On his return to Spain he was made Duke de la Torre, Grandee of Spain of the first class, and the 139th Minister of Foreign Affairs by O'Donnell from 18 January to 2 March 1863. Serrano gallantly exposed his life to help O'Donnell quell the formidable insurrection of 22 June 1866 at Madrid, and was rewarded with the Order of the Golden Fleece. At the death of O'Donnell, be became the chief of the Union Liberal, and as president of the senate he assisted Ríos Rosas to draw up a petition to Queen Isabella against her Moderado ministers, for which both were exiled.

Undaunted, Serrano began to conspire with Antoine, Duke of Montpensier, Prim and Sagasta; and on 7 July 1868 González Bravo had Serrano and other generals arrested and taken to the Canary Islands. There Serrano remained until Admiral Topete sent a steamer to bring him to Cadiz on 18 September that same year. On landing he signed the manifesto of the revolution with Prim, Topete, Sagasta, Martos and others, and accepted the command of the revolutionary army, with which he routed the troops of Queen Isabella under the orders of the Marquess of Novaliches at the bridge of Alcolea. The queen fled to France, and Serrano, having entered Madrid, formed a Provisional Government, convoked the Cortes Constituyentes in February 1869, and was appointed successively president of the executive as the 57th Prime Minister of Spain and Regent from 3 October 1868 to 18 June 1869. He acted very impartially as a ruler, respecting the liberty of action of the Cortes and cabinets, and bowing to their selection of Amadeus I of Savoy, though he would have preferred Montpensier.

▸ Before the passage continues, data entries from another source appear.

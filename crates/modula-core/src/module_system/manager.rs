use std::fmt::Debug;
use std::sync::Arc;

use async_trait::async_trait;
use tokio::sync::Mutex;

use crate::event::{ModuleEvent, SharedEventDispatcher};
use crate::kernel::error::Result;
use crate::module_system::config::ModulesConfig;
use crate::module_system::context::ModuleContext;
use crate::module_system::dependency::{DependencyGraph, DependencyResolver};
use crate::module_system::discovery::Discoverer;
use crate::module_system::error::ModuleSystemError;
use crate::module_system::manifest::ManifestStore;
use crate::module_system::record::{Module, ModuleRecord};
use crate::module_system::registry::ModuleRegistry;
use crate::storage::{CacheStore, StorageProvider};

/// Module lifecycle interface
#[async_trait]
pub trait ModuleManager: Send + Sync + Debug {
    /// Every discovered module, highest priority first
    async fn all(&self) -> Result<Vec<ModuleRecord>>;

    async fn enabled(&self) -> Result<Vec<ModuleRecord>>;

    async fn disabled(&self) -> Result<Vec<ModuleRecord>>;

    /// Whether `name` (or an alias of it) is a known module
    async fn exists(&self, name: &str) -> Result<bool>;

    async fn find(&self, name: &str) -> Result<Option<ModuleRecord>>;

    /// Like [`find`](ModuleManager::find), failing with `NotFound`
    async fn find_or_fail(&self, name: &str) -> Result<ModuleRecord>;

    /// Switch a module on; its dependencies must be present and enabled
    async fn enable(&self, name: &str) -> Result<()>;

    async fn disable(&self, name: &str) -> Result<()>;

    /// Rediscover and write the result to the cache store; returns the module count
    async fn cache(&self) -> Result<usize>;

    /// Drop cached discovery results and in-process memoization
    async fn clear_cache(&self) -> Result<()>;

    async fn missing_dependencies(&self, name: &str) -> Result<Vec<String>>;

    async fn can_enable(&self, name: &str) -> Result<bool>;

    async fn dependency_graph(&self) -> Result<DependencyGraph>;

    /// Modules that declare `name` as a dependency
    async fn dependents(&self, name: &str) -> Result<Vec<String>>;

    /// Persist the current enabled state of every module
    async fn save_manifest(&self) -> Result<()>;

    async fn count(&self) -> Result<usize>;

    /// Forget everything and discover again; returns the module count
    async fn rediscover(&self) -> Result<usize>;

    async fn context(&self, name: &str) -> Result<ModuleContext>;
}

/// Default implementation of module manager
pub struct DefaultModuleManager {
    config: ModulesConfig,
    discoverer: Discoverer,
    manifest: ManifestStore,
    cache: Arc<dyn CacheStore>,
    events: Option<SharedEventDispatcher>,
    registry: Mutex<ModuleRegistry>,
}

impl DefaultModuleManager {
    pub fn new(config: ModulesConfig, provider: Arc<dyn StorageProvider>, cache: Arc<dyn CacheStore>) -> Self {
        Self {
            discoverer: Discoverer::new(provider.clone(), &config),
            manifest: ManifestStore::from_config(provider, &config),
            registry: Mutex::new(ModuleRegistry::new(config.aliases.clone())),
            config,
            cache,
            events: None,
        }
    }

    /// Emit lifecycle events through `dispatcher`
    pub fn with_dispatcher(mut self, dispatcher: SharedEventDispatcher) -> Self {
        self.events = Some(dispatcher);
        self
    }

    pub fn config(&self) -> &ModulesConfig {
        &self.config
    }

    pub fn manifest_store(&self) -> &ManifestStore {
        &self.manifest
    }

    async fn dispatch(&self, event: ModuleEvent) {
        if !self.config.dispatch_events {
            return;
        }
        if let Some(events) = &self.events {
            if let Err(e) = events.dispatch(&event).await {
                log::warn!("Failed to dispatch {}: {}", event, e);
            }
        }
    }

    /// Fresh discovery with persisted state applied
    fn discover(&self) -> Result<Vec<ModuleRecord>> {
        let mut records = self.discoverer.discover()?;
        ManifestStore::reconcile(&mut records, &self.manifest.load());
        Ok(records)
    }

    fn cached_records(&self) -> Option<Vec<ModuleRecord>> {
        let key = &self.config.cache_key;
        let raw = self.cache.get(key)?;
        match serde_json::from_str::<Vec<ModuleRecord>>(&raw) {
            Ok(mut records) => {
                log::debug!("Using {} cached module record(s)", records.len());
                ManifestStore::reconcile(&mut records, &self.manifest.load());
                Some(records)
            }
            Err(e) => {
                log::warn!("Discarding unreadable module cache '{}': {}", key, e);
                self.forget_cache();
                None
            }
        }
    }

    fn store_cache(&self, records: &[ModuleRecord]) -> Result<()> {
        let cache_error = |message: String| ModuleSystemError::Cache {
            key: self.config.cache_key.clone(),
            message,
        };
        let encoded = serde_json::to_string(records).map_err(|e| cache_error(e.to_string()))?;
        self.cache
            .put(&self.config.cache_key, &encoded, self.config.cache_ttl())
            .map_err(|e| cache_error(e.to_string()))?;
        Ok(())
    }

    fn forget_cache(&self) {
        if let Err(e) = self.cache.forget(&self.config.cache_key) {
            log::warn!("Failed to forget module cache '{}': {}", self.config.cache_key, e);
        }
    }

    /// Populate the registry if needed; returns the count when a fresh
    /// discovery ran
    fn ensure_loaded(&self, registry: &mut ModuleRegistry) -> Result<Option<usize>> {
        if registry.is_loaded() {
            return Ok(None);
        }
        if self.config.cache {
            if let Some(records) = self.cached_records() {
                registry.set_modules(records);
                return Ok(None);
            }
        }
        let records = self.discover()?;
        if self.config.cache {
            if let Err(e) = self.store_cache(&records) {
                log::warn!("{}", e);
            }
        }
        registry.set_modules(records);
        Ok(Some(registry.len()))
    }

    /// Run `f` against a loaded registry under the lock, then announce a
    /// fresh discovery once the lock is released
    async fn with_registry<T, F>(&self, f: F) -> Result<T>
    where
        T: Send,
        F: FnOnce(&mut ModuleRegistry) -> Result<T> + Send,
    {
        let (result, discovered) = {
            let mut registry = self.registry.lock().await;
            let discovered = self.ensure_loaded(&mut registry)?;
            (f(&mut registry), discovered)
        };
        if let Some(count) = discovered {
            self.dispatch(ModuleEvent::Discovered { count }).await;
        }
        result
    }

    fn resolve(registry: &ModuleRegistry, name: &str) -> Result<String> {
        registry
            .resolve_name(name)
            .ok_or_else(|| ModuleSystemError::NotFound { name: name.to_string() }.into())
    }

    /// Flip the flag, drop cached views and persist. The flag is restored
    /// when the manifest cannot be written.
    fn set_state(&self, registry: &mut ModuleRegistry, name: &str, enabled: bool) -> Result<()> {
        let record = registry
            .find_mut(name)
            .ok_or_else(|| ModuleSystemError::NotFound { name: name.to_string() })?;
        record.set_enabled(enabled);
        registry.invalidate_filters();
        self.forget_cache();

        let manifest = self.manifest.merged_with(registry.modules());
        if let Err(e) = self.manifest.save(&manifest) {
            if let Some(record) = registry.find_mut(name) {
                record.set_enabled(!enabled);
            }
            registry.invalidate_filters();
            return Err(e);
        }
        Ok(())
    }

    /// Shared body of enable/disable. Already being in the target state is a
    /// no-op: no manifest write, no event.
    async fn switch(&self, name: &str, enabled: bool) -> Result<()> {
        let changed = self
            .with_registry(|registry| {
                let canonical = Self::resolve(registry, name)?;
                let already = registry.find(&canonical).map(|m| m.is_enabled() == enabled).unwrap_or(false);
                if already {
                    log::debug!("Module '{}' already {}", canonical, if enabled { "enabled" } else { "disabled" });
                    return Ok(None);
                }
                if enabled && self.config.dependency_check {
                    let missing = DependencyResolver::missing_dependencies(registry.modules(), &canonical);
                    if !missing.is_empty() {
                        return Err(ModuleSystemError::DependencyUnsatisfied { module: canonical, missing }.into());
                    }
                }
                self.set_state(registry, &canonical, enabled)?;
                Ok(Some(canonical))
            })
            .await?;

        if let Some(name) = changed {
            log::info!("Module '{}' {}", name, if enabled { "enabled" } else { "disabled" });
            let event = if enabled {
                ModuleEvent::Enabled { name }
            } else {
                ModuleEvent::Disabled { name }
            };
            self.dispatch(event).await;
        }
        Ok(())
    }
}

impl Debug for DefaultModuleManager {
    fn fmt(&self, f: &mut std::fmt::Formatter<'_>) -> std::fmt::Result {
        f.debug_struct("DefaultModuleManager")
            .field("root", &self.config.path)
            .field("manifest", &self.manifest.path())
            .finish_non_exhaustive()
    }
}

#[async_trait]
impl ModuleManager for DefaultModuleManager {
    async fn all(&self) -> Result<Vec<ModuleRecord>> {
        self.with_registry(|registry| Ok(registry.modules().to_vec())).await
    }

    async fn enabled(&self) -> Result<Vec<ModuleRecord>> {
        self.with_registry(|registry| Ok(registry.enabled().to_vec())).await
    }

    async fn disabled(&self) -> Result<Vec<ModuleRecord>> {
        self.with_registry(|registry| Ok(registry.disabled().to_vec())).await
    }

    async fn exists(&self, name: &str) -> Result<bool> {
        self.with_registry(|registry| Ok(registry.resolve_name(name).is_some())).await
    }

    async fn find(&self, name: &str) -> Result<Option<ModuleRecord>> {
        self.with_registry(|registry| Ok(registry.find(name).cloned())).await
    }

    async fn find_or_fail(&self, name: &str) -> Result<ModuleRecord> {
        self.find(name)
            .await?
            .ok_or_else(|| ModuleSystemError::NotFound { name: name.to_string() }.into())
    }

    async fn enable(&self, name: &str) -> Result<()> {
        self.switch(name, true).await
    }

    async fn disable(&self, name: &str) -> Result<()> {
        self.switch(name, false).await
    }

    async fn cache(&self) -> Result<usize> {
        let count = {
            let mut registry = self.registry.lock().await;
            let records = self.discover()?;
            self.store_cache(&records)?;
            registry.set_modules(records);
            registry.len()
        };
        log::info!("Cached {} module(s) under '{}'", count, self.config.cache_key);
        self.dispatch(ModuleEvent::CacheRefreshed { count }).await;
        Ok(count)
    }

    async fn clear_cache(&self) -> Result<()> {
        {
            let mut registry = self.registry.lock().await;
            self.cache.forget(&self.config.cache_key)?;
            registry.reset();
        }
        self.dispatch(ModuleEvent::CacheCleared).await;
        Ok(())
    }

    async fn missing_dependencies(&self, name: &str) -> Result<Vec<String>> {
        self.with_registry(|registry| {
            Ok(match registry.resolve_name(name) {
                Some(canonical) => DependencyResolver::missing_dependencies(registry.modules(), &canonical),
                None => Vec::new(),
            })
        })
        .await
    }

    async fn can_enable(&self, name: &str) -> Result<bool> {
        Ok(self.missing_dependencies(name).await?.is_empty())
    }

    async fn dependency_graph(&self) -> Result<DependencyGraph> {
        self.with_registry(|registry| Ok(DependencyResolver::dependency_graph(registry.modules())))
            .await
    }

    async fn dependents(&self, name: &str) -> Result<Vec<String>> {
        self.with_registry(|registry| {
            let canonical = Self::resolve(registry, name)?;
            Ok(DependencyResolver::dependents(registry.modules(), &canonical))
        })
        .await
    }

    async fn save_manifest(&self) -> Result<()> {
        self.with_registry(|registry| {
            self.manifest.save(&self.manifest.merged_with(registry.modules()))?;
            self.forget_cache();
            Ok(())
        })
        .await
    }

    async fn count(&self) -> Result<usize> {
        self.with_registry(|registry| Ok(registry.len())).await
    }

    async fn rediscover(&self) -> Result<usize> {
        {
            let mut registry = self.registry.lock().await;
            self.forget_cache();
            registry.reset();
        }
        self.count().await
    }

    async fn context(&self, name: &str) -> Result<ModuleContext> {
        let record = self.find_or_fail(name).await?;
        Ok(ModuleContext::new(&record, &self.config))
    }
}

As soon as Amadeus reached Madrid, after the death of Prim, Serrano consented to form a coalition cabinet, which lasted only a few months. Serrano resigned and took the command of the Italian king's army against the Carlists in North Spain. He tried to form one more cabinet under King Amadeus as the 65th Prime Minister of Spain on 6 June 1872, but again resigned on 12 June when that monarch declined to give his ministers dictatorial powers and sent for Ruíz Zorilla, whose mistakes led to the abdication of Amadeus on 11 February 1873. Serrano would have nothing to do with the federal republic, and even conspired with other generals and politicians to overthrow it on 23 April 1873. Having failed, he had to go to France until General Pavia, on the eve of his coup d'etat of 3 January 1874, sent for him to take the head of affairs.

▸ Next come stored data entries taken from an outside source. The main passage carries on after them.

pub mod event;
pub mod host;
pub mod kernel;
pub mod module_system;
pub mod storage;
pub mod utils;

// Re-export key public types/traits for easier use by the binary and host integrations
pub use kernel::Application;
pub use kernel::error::{Error, Result};
pub use module_system::{
    ComponentLoader, DefaultModuleManager, Module, ModuleManager, ModuleRecord, ModulesConfig,
};
pub use event::{Event, ModuleEvent, SharedEventDispatcher};
pub use host::{Host, InMemoryHost};
pub use storage::{CacheStore, StorageProvider};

Serrano assumed once more the title of president of the executive; tried first a coalition cabinet, in which Cristino Martos and Sagasta soon quarrelled, then formed a cabinet presided over by Sagasta. This, however, failed to cope with the military and political agitation that brought about the restoration of the Bourbons by another pronunciamienio at the end of December 1874. During the eleven months he remained in office Serrano devoted his attention chiefly to the reorganization of finance, the renewal of relations with American and European powers, and the suppression of revolt.

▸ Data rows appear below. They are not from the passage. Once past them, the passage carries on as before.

//! Module discovery from a directory tree and from package-manager metadata.
use std::collections::HashSet;
use std::path::{Path, PathBuf};
use std::sync::Arc;

use serde::Deserialize;

use crate::kernel::error::Result;
use crate::module_system::config::ModulesConfig;
use crate::module_system::descriptor::{LocalModuleSettings, ModuleDescriptor};
use crate::module_system::error::ModuleSystemError;
use crate::module_system::record::{Module, ModuleRecord, ModuleSource};
use crate::storage::StorageProvider;

/// Both metadata layouts: `{"packages": [...]}` and a bare array
#[derive(Debug, Deserialize)]
#[serde(untagged)]
enum PackageMetadata {
    Current { packages: Vec<serde_json::Value> },
    Legacy(Vec<serde_json::Value>),
}

impl PackageMetadata {
    fn into_packages(self) -> Vec<serde_json::Value> {
        match self {
            PackageMetadata::Current { packages } => packages,
            PackageMetadata::Legacy(packages) => packages,
        }
    }
}

#[derive(Debug, Deserialize)]
struct PackageEntry {
    name: String,
    #[serde(rename = "install-path")]
    install_path: Option<String>,
    #[serde(default)]
    extra: PackageExtra,
}

#[derive(Debug, Default, Deserialize)]
struct PackageExtra {
    module: Option<ModuleDeclaration>,
    #[serde(rename = "laravel-module")]
    laravel_module: Option<ModuleDeclaration>,
}

/// Module declaration carried by a package
#[derive(Debug, Clone, Deserialize)]
struct ModuleDeclaration {
    name: String,
    class: Option<String>,
}

/// Produces [`ModuleRecord`] candidates
#[derive(Debug, Clone)]
pub struct Discoverer {
    provider: Arc<dyn StorageProvider>,
    root: PathBuf,
    namespace: String,
    default_priority: i64,
    package_metadata: Option<PathBuf>,
}

impl Discoverer {
    pub fn new(provider: Arc<dyn StorageProvider>, config: &ModulesConfig) -> Self {
        Self {
            provider,
            root: config.path.clone(),
            namespace: config.namespace.clone(),
            default_priority: config.default_priority,
            package_metadata: config
                .scan_composer_packages
                .then(|| config.composer_metadata.clone()),
        }
    }

    /// Full discovery: the module root, then package metadata when enabled,
    /// merged and sorted by priority
    pub fn discover(&self) -> Result<Vec<ModuleRecord>> {
        let local = self.scan_directory(&self.root)?;
        let packaged = match &self.package_metadata {
            Some(file) => self.scan_package_metadata(file),
            None => Vec::new(),
        };
        let mut modules = Self::merge_discovered(local, packaged);
        Self::sort_by_priority(&mut modules);
        log::info!("Discovered {} module(s)", modules.len());
        Ok(modules)
    }

    /// Resolve every immediate subdirectory of `root` to a module.
    ///
    /// Subdirectories that do not resolve are skipped with a warning; a
    /// missing root gives an empty list. Only a root that exists but cannot
    /// be listed is an error.
    pub fn scan_directory(&self, root: &Path) -> Result<Vec<ModuleRecord>> {
        if !self.provider.exists(root) {
            log::debug!("Module root {} does not exist", root.display());
            return Ok(Vec::new());
        }
        let entries = self.provider.read_dir(root).map_err(|e| ModuleSystemError::RootUnreadable {
            path: root.to_path_buf(),
            message: e.to_string(),
        })?;

        let mut seen = HashSet::new();
        let mut modules = Vec::new();
        for dir in entries.into_iter().filter(|entry| self.provider.is_dir(entry)) {
            match self.resolve_directory(&dir) {
                Ok(record) if !seen.insert(record.name().to_string()) => {
                    log::warn!(
                        "Skipping {}: module '{}' was already discovered",
                        dir.display(),
                        record.name()
                    );
                }
                Ok(record) => modules.push(record),
                Err(e) => log::warn!("{}", e),
            }
        }
        Ok(modules)
    }

    /// Build the record for a single module directory
    pub fn resolve_directory(&self, dir: &Path) -> Result<ModuleRecord> {
        let descriptor = ModuleDescriptor::load(self.provider.as_ref(), dir)?;
        let settings = LocalModuleSettings::load(self.provider.as_ref(), dir);
        Ok(ModuleRecord::from_descriptor(
            &descriptor,
            dir,
            &self.namespace,
            self.default_priority,
            &settings,
        ))
    }

    /// Modules declared by packages in a package-manager metadata file.
    ///
    /// Never fails: an absent or unparseable file yields an empty list.
    pub fn scan_package_metadata(&self, file: &Path) -> Vec<ModuleRecord> {
        if !self.provider.is_file(file) {
            log::debug!("No package metadata at {}", file.display());
            return Vec::new();
        }
        let metadata: PackageMetadata = match self
            .provider
            .read_to_string(file)
            .map_err(|e| e.to_string())
            .and_then(|raw| serde_json::from_str(&raw).map_err(|e| e.to_string()))
        {
            Ok(metadata) => metadata,
            Err(message) => {
                log::warn!("Ignoring package metadata {}: {}", file.display(), message);
                return Vec::new();
            }
        };

        let base = file.parent().map(Path::to_path_buf).unwrap_or_default();
        let mut modules: Vec<ModuleRecord> = Vec::new();
        for value in metadata.into_packages() {
            let package: PackageEntry = match serde_json::from_value(value) {
                Ok(package) => package,
                Err(e) => {
                    log::warn!("Skipping package entry in {}: {}", file.display(), e);
                    continue;
                }
            };
            let Some(declaration) = package.extra.module.clone().or_else(|| package.extra.laravel_module.clone()) else {
                continue;
            };
            if declaration.name.trim().is_empty() {
                log::warn!("Package '{}' declares a module without a name", package.name);
                continue;
            }
            let record = self.resolve_package(&base, &package, &declaration);
            if modules.iter().any(|m| m.name() == record.name()) {
                log::warn!("Package '{}' redeclares module '{}'", package.name, record.name());
                continue;
            }
            modules.push(record);
        }
        modules
    }

    fn resolve_package(&self, base: &Path, package: &PackageEntry, declaration: &ModuleDeclaration) -> ModuleRecord {
        let install_dir = match &package.install_path {
            Some(install_path) => base.join(install_path),
            None => base.join("..").join(&package.name),
        };

        let mut descriptor = if self.provider.is_file(&ModuleDescriptor::path_in(&install_dir)) {
            ModuleDescriptor::load(self.provider.as_ref(), &install_dir).unwrap_or_else(|e| {
                log::warn!("{}", e);
                ModuleDescriptor::default()
            })
        } else {
            ModuleDescriptor::default()
        };
        descriptor.name = declaration.name.clone();
        if descriptor.namespace.is_none() {
            descriptor.namespace = declaration
                .class
                .as_deref()
                .and_then(|class| class.trim_start_matches('\\').rsplit_once('\\'))
                .map(|(namespace, _)| namespace.to_string());
        }

        let settings = LocalModuleSettings::load(self.provider.as_ref(), &install_dir);
        ModuleRecord::from_descriptor(&descriptor, install_dir, &self.namespace, self.default_priority, &settings)
            .with_source(ModuleSource::Package)
    }

    /// Combine both sources; on a name collision the filesystem record wins
    pub fn merge_discovered(local: Vec<ModuleRecord>, packaged: Vec<ModuleRecord>) -> Vec<ModuleRecord> {
        let mut merged = local;
        for record in packaged {
            if merged.iter().any(|existing| existing.name() == record.name()) {
                log::debug!("Package module '{}' shadowed by the module directory", record.name());
                continue;
            }
            merged.push(record);
        }
        merged
    }

    /// Stable sort, highest priority first
    pub fn sort_by_priority(modules: &mut [ModuleRecord]) {
        modules.sort_by_key(|module| std::cmp::Reverse(module.priority()));
    }
}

After Alfonso XII ascended the throne in 1875, Serrano spent some time in France. He returned to Madrid in 1876, attended palace receptions, took his seat as a marshal in the senate, flirted politically with Sagasta and his party in 1881, and finally gave his open support to the formation of a dynastic Left with a democratic program defended by his own nephew, General López Domínguez. He died in Madrid on 25 November/26 November 1885, twenty-four hours after Alfonso XII, who some say to be his own son. Alfonso was the son of Isabella II of Spain, and allegedly, Francis of Assisi de Borbon, her King Consort. His true biological paternity is uncertain, though his legal paternity is not: his mother was married to her (presumed homosexual) cousin Francis of Assisi de Borbon, the King Consort of Spain, at the time of Alfonso's conception and birth. Some theories suggest that Alfonso's biological father might have been either Enrique Puigmoltó y Mayans, Captain of the Royal Guard, or General Francisco Serrano.